Cuando Dios repartió el duende y la alegría entre los artistas, Pitingo estaba el primero de la fila. Cuando volvió para dar la voz y el alma, un gitano osado de trece años y negrísimo pelo largo volvió a colarse. El resto es cosa de las canas y el destino, de una sonrisa que no hay forma humana de borrarla ni contenerla. Y de un oficio imposible de sujetar, que se desparrama en el escenario y que termina bañando al público en un mar de sentidos que vienen y van, que suben y bajan, que emborrachan y que emocionan, y que se meten en el pecho para no salir.
José Tomás trasciende el toreo. Pitingo, en carne y hueso, hace eso mismo con el flamenco, con el soul y con la bulería. Ya no carga maletas en el aeropuerto de Barajas. Ahora carga con su arte auténtico, con su poesía honda, con sus tacones cercanos, con su mirada pícara, con su verbo adolescente y procaz que envuelve y cautiva.

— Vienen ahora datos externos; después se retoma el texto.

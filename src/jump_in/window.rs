//! Jump-in window state.
//!
//! At most one window is open. Each window gets a fresh generation from a
//! monotonic counter in the game state; timers carry the generation they
//! were scheduled for and are ignored once it is no longer current.

use serde::{Deserialize, Serialize};

use crate::cards::Rank;
use crate::core::GameState;
use crate::events::{GameEvent, WindowCloseReason};

/// An open jump-in window.
#[derive(Clone, Copy, Debug, PartialEq, Eq, Hash, Serialize, Deserialize)]
pub struct JumpInWindow {
    /// Rank that completes the four-of-a-kind.
    pub rank: Rank,
    /// Identity of this window.
    pub generation: u64,
}

/// Open a window for `rank`, superseding any pending one.
pub fn open(state: &mut GameState, rank: Rank, events: &mut Vec<GameEvent>) -> JumpInWindow {
    close(state, WindowCloseReason::Superseded, events);

    state.jump_in_generation += 1;
    let window = JumpInWindow {
        rank,
        generation: state.jump_in_generation,
    };
    state.jump_in = Some(window);
    events.push(GameEvent::JumpInOpened {
        rank,
        generation: window.generation,
    });
    window
}

/// Close the pending window, if any.
pub fn close(state: &mut GameState, reason: WindowCloseReason, events: &mut Vec<GameEvent>) {
    if let Some(window) = state.jump_in.take() {
        events.push(GameEvent::JumpInClosed {
            rank: window.rank,
            generation: window.generation,
            reason,
        });
    }
}

/// Close the window because its deadline passed.
///
/// A no-op returning `None` if `generation` is not the open window.
pub fn expire(state: &mut GameState, generation: u64) -> Option<GameEvent> {
    match state.jump_in {
        Some(window) if window.generation == generation => {
            state.jump_in = None;
            Some(GameEvent::JumpInClosed {
                rank: window.rank,
                generation,
                reason: WindowCloseReason::Expired,
            })
        }
        _ => None,
    }
}

/// Is `generation` the currently open window?
#[must_use]
pub fn is_current(state: &GameState, generation: u64) -> bool {
    state.jump_in.is_some_and(|w| w.generation == generation)
}
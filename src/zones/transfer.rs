//! Zone transfers: moving cards between a player's zones, the pile, and the deck.
//!
//! Every transfer removes by `CardId` and is all-or-nothing: either every
//! requested card moves or nothing does. Callers run transfers only after
//! validation, inside one state transition.

use im::Vector;
use serde::{Deserialize, Serialize};

use crate::cards::{Card, CardId, Rank};
use crate::core::Player;

/// A player-owned zone.
#[derive(Clone, Copy, Debug, PartialEq, Eq, Hash, Serialize, Deserialize)]
pub enum Zone {
    /// Private, replenished from the deck.
    Hand,
    /// Visible to all; playable once the hand is empty.
    FaceUp,
    /// Hidden; revealed one position at a time once hand and face-up are empty.
    FaceDown,
}

impl Zone {
    /// Borrow the zone's cards on `player`.
    #[must_use]
    pub fn cards(self, player: &Player) -> &Vec<Card> {
        match self {
            Zone::Hand => &player.hand,
            Zone::FaceUp => &player.face_up,
            Zone::FaceDown => &player.face_down,
        }
    }

    /// Mutably borrow the zone's cards on `player`.
    pub fn cards_mut(self, player: &mut Player) -> &mut Vec<Card> {
        match self {
            Zone::Hand => &mut player.hand,
            Zone::FaceUp => &mut player.face_up,
            Zone::FaceDown => &mut player.face_down,
        }
    }
}

/// Look up every id in `zone`, preserving the order of `ids`.
///
/// Returns `Err(id)` with the first id that is not present.
pub fn find_all(zone: &[Card], ids: &[CardId]) -> Result<Vec<Card>, CardId> {
    ids.iter()
        .map(|&id| zone.iter().find(|c| c.id == id).copied().ok_or(id))
        .collect()
}

/// Remove every id from `zone`, returning the cards in `ids` order.
///
/// Nothing is removed unless all ids are present.
pub fn take_all(zone: &mut Vec<Card>, ids: &[CardId]) -> Result<Vec<Card>, CardId> {
    let cards = find_all(zone, ids)?;
    zone.retain(|c| !ids.contains(&c.id));
    Ok(cards)
}

/// Remove every card of `rank` from `zone`, in zone order.
pub fn take_rank(zone: &mut Vec<Card>, rank: Rank) -> Vec<Card> {
    let (taken, kept): (Vec<Card>, Vec<Card>) = zone.drain(..).partition(|c| c.rank == rank);
    *zone = kept;
    taken
}

/// Move one card between two zones of the same player.
///
/// Returns false, changing nothing, if the card is not in `from`.
pub fn move_card(player: &mut Player, id: CardId, from: Zone, to: Zone) -> bool {
    let source = from.cards_mut(player);
    let Some(pos) = source.iter().position(|c| c.id == id) else {
        return false;
    };
    let card = source.remove(pos);
    to.cards_mut(player).push(card);
    true
}

/// Exchange a hand card with a face-up card, keeping each slot's position.
///
/// Returns false, changing nothing, if either card is missing.
pub fn swap_hand_face_up(player: &mut Player, hand_card: CardId, face_up_card: CardId) -> bool {
    let hand_pos = player.hand.iter().position(|c| c.id == hand_card);
    let up_pos = player.face_up.iter().position(|c| c.id == face_up_card);
    match (hand_pos, up_pos) {
        (Some(h), Some(u)) => {
            std::mem::swap(&mut player.hand[h], &mut player.face_up[u]);
            true
        }
        _ => false,
    }
}

/// Draw from the deck front into `hand` until it holds `min_size` cards or
/// the deck runs out. Returns the number drawn.
pub fn replenish(hand: &mut Vec<Card>, deck: &mut Vector<Card>, min_size: usize) -> usize {
    let mut drawn = 0;
    while hand.len() < min_size {
        match deck.pop_front() {
            Some(card) => {
                hand.push(card);
                drawn += 1;
            }
            None => break,
        }
    }
    drawn
}

/// Move the whole pile into `hand`, leaving the pile empty.
pub fn collect_pile(hand: &mut Vec<Card>, pile: &mut Vector<Card>) -> usize {
    let count = pile.len();
    hand.extend(std::mem::take(pile));
    count
}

Pitingo le lanza vivas a Madrid (“¡que es la corte!”). Y desde el patio de butacas se las devuelven acordándose de Ayamonte, de Sanlúcar de Barrameda, de Córdoba, de Jerez de la Frontera, de su padre pescador y de la madre que lo parió. Sólo los genios son capaces de arrebatarnos una parte de nosotros mismos, paradójicamente, haciéndonos sentir más grandes.